//! Clap argument types.

use clap::{Parser, ValueEnum};

use prlens::models::Report;
use prlens::output::{json::JsonRenderer, terminal::TerminalRenderer, OutputRenderer};

/// Heuristic pull request review service.
#[derive(Parser, Debug)]
#[command(
    name = "prlens",
    version = prlens::constants::VERSION,
    about = "Heuristic pull request review service",
)]
pub struct Cli {
    #[command(subcommand)]
    pub command: Command,
}

/// Available commands.
#[derive(clap::Subcommand, Debug)]
pub enum Command {
    /// Run the HTTP review server.
    Serve(ServeArgs),

    /// Review one pull request and print the report.
    Review(Box<ReviewArgs>),

    /// Print version information.
    Version,
}

/// Arguments for the `serve` subcommand.
#[derive(Parser, Debug)]
pub struct ServeArgs {
    /// Socket address to bind (overrides config and PRLENS_BIND).
    #[arg(long)]
    pub bind: Option<String>,
}

/// Arguments for the `review` subcommand.
#[derive(Parser, Debug)]
pub struct ReviewArgs {
    /// Repository owner (organisation or user).
    #[arg(long)]
    pub owner: String,

    /// Repository name.
    #[arg(long)]
    pub repo: String,

    /// Pull request number.
    #[arg(long)]
    pub pr: u64,

    /// Include a human-readable summary in the report.
    #[arg(long, default_value_t = false)]
    pub natural_language: bool,

    /// Free-text question forwarded to the summarizer. A non-empty
    /// query also enables the summary.
    #[arg(long)]
    pub query: Option<String>,

    /// Include the inline-comment list.
    #[arg(long, default_value_t = false)]
    pub inline: bool,

    /// Output format.
    #[arg(long, default_value = "terminal")]
    pub format: OutputFormat,
}

/// Supported output formats for the `review` subcommand.
#[derive(Debug, Clone, Copy, PartialEq, Eq, ValueEnum)]
pub enum OutputFormat {
    Terminal,
    Json,
}

impl OutputFormat {
    /// Render a report in this format.
    pub fn render(&self, report: &Report) -> String {
        match self {
            OutputFormat::Terminal => TerminalRenderer.render(report),
            OutputFormat::Json => JsonRenderer.render(report),
        }
    }
}

#[cfg(test)]
mod tests {
    use super::*;

    #[test]
    fn parses_review_command() {
        let cli = Cli::parse_from([
            "prlens", "review", "--owner", "octocat", "--repo", "hello-world", "--pr", "42",
            "--inline",
        ]);
        match cli.command {
            Command::Review(args) => {
                assert_eq!(args.owner, "octocat");
                assert_eq!(args.repo, "hello-world");
                assert_eq!(args.pr, 42);
                assert!(args.inline);
                assert!(!args.natural_language);
                assert_eq!(args.format, OutputFormat::Terminal);
            }
            other => panic!("expected review command, got {other:?}"),
        }
    }

    #[test]
    fn parses_serve_command_with_bind() {
        let cli = Cli::parse_from(["prlens", "serve", "--bind", "0.0.0.0:9000"]);
        match cli.command {
            Command::Serve(args) => assert_eq!(args.bind.as_deref(), Some("0.0.0.0:9000")),
            other => panic!("expected serve command, got {other:?}"),
        }
    }

    #[test]
    fn review_requires_owner_repo_pr() {
        assert!(Cli::try_parse_from(["prlens", "review", "--owner", "o"]).is_err());
    }
}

AIM OF THE TASK>
Every entry should be transcribed exactly, with nothing omitted.

SOLVED EXERCISE>
//! Clap argument types.

use clap::{Parser, ValueEnum};

use prlens::models::Report;
use prlens::output::{json::JsonRenderer, terminal::TerminalRenderer, OutputRenderer};

/// Heuristic pull request review service.
#[derive(Parser, Debug)]
#[command(
    name = "prlens",
    version = prlens::constants::VERSION,
    about = "Heuristic pull request review service",
)]
pub struct Cli {
    #[command(subcommand)]
    pub command: Command,
}

/// Available commands.
#[derive(clap::Subcommand, Debug)]
pub enum Command {
    /// Run the HTTP review server.
    Serve(ServeArgs),

    /// Review one pull request and print the report.
    Review(Box<ReviewArgs>),

    /// Print version information.
    Version,
}

/// Arguments for the `serve` subcommand.
#[derive(Parser, Debug)]
pub struct ServeArgs {
    /// Socket address to bind (overrides config and PRLENS_BIND).
    #[arg(long)]
    pub bind: Option<String>,
}

/// Arguments for the `review` subcommand.
#[derive(Parser, Debug)]
pub struct ReviewArgs {
    /// Repository owner (organisation or user).
    #[arg(long)]
    pub owner: String,

    /// Repository name.
    #[arg(long)]
    pub repo: String,

    /// Pull request number.
    #[arg(long)]
    pub pr: u64,

    /// Include a human-readable summary in the report.
    #[arg(long, default_value_t = false)]
    pub natural_language: bool,

    /// Free-text question forwarded to the summarizer. A non-empty
    /// query also enables the summary.
    #[arg(long)]
    pub query: Option<String>,

    /// Include the inline-comment list.
    #[arg(long, default_value_t = false)]
    pub inline: bool,

    /// Output format.
    #[arg(long, default_value = "terminal")]
    pub format: OutputFormat,
}

/// Supported output formats for the `review` subcommand.
#[derive(Debug, Clone, Copy, PartialEq, Eq, ValueEnum)]
pub enum OutputFormat {
    Terminal,
    Json,
}

impl OutputFormat {
    /// Render a report in this format.
    pub fn render(&self, report: &Report) -> String {
        match self {
            OutputFormat::Terminal => TerminalRenderer.render(report),
            OutputFormat::Json => JsonRenderer.render(report),
        }
    }
}

#[cfg(test)]
mod tests {
    use super::*;

    #[test]
    fn parses_review_command() {
        let cli = Cli::parse_from([
            "prlens", "review", "--owner", "octocat", "--repo", "hello-world", "--pr", "42",
            "--inline",
        ]);
        match cli.command {
            Command::Review(args) => {
                assert_eq!(args.owner, "octocat");
                assert_eq!(args.repo, "hello-world");
                assert_eq!(args.pr, 42);
                assert!(args.inline);
                assert!(!args.natural_language);
                assert_eq!(args.format, OutputFormat::Terminal);
            }
            other => panic!("expected review command, got {other:?}"),
        }
    }

    #[test]
    fn parses_serve_command_with_bind() {
        let cli = Cli::parse_from(["prlens", "serve", "--bind", "0.0.0.0:9000"]);
        match cli.command {
            Command::Serve(args) => assert_eq!(args.bind.as_deref(), Some("0.0.0.0:9000")),
            other => panic!("expected serve command, got {other:?}"),
        }
    }

    #[test]
    fn review_requires_owner_repo_pr() {
        assert!(Cli::try_parse_from(["prlens", "review", "--owner", "o"]).is_err());
    }
}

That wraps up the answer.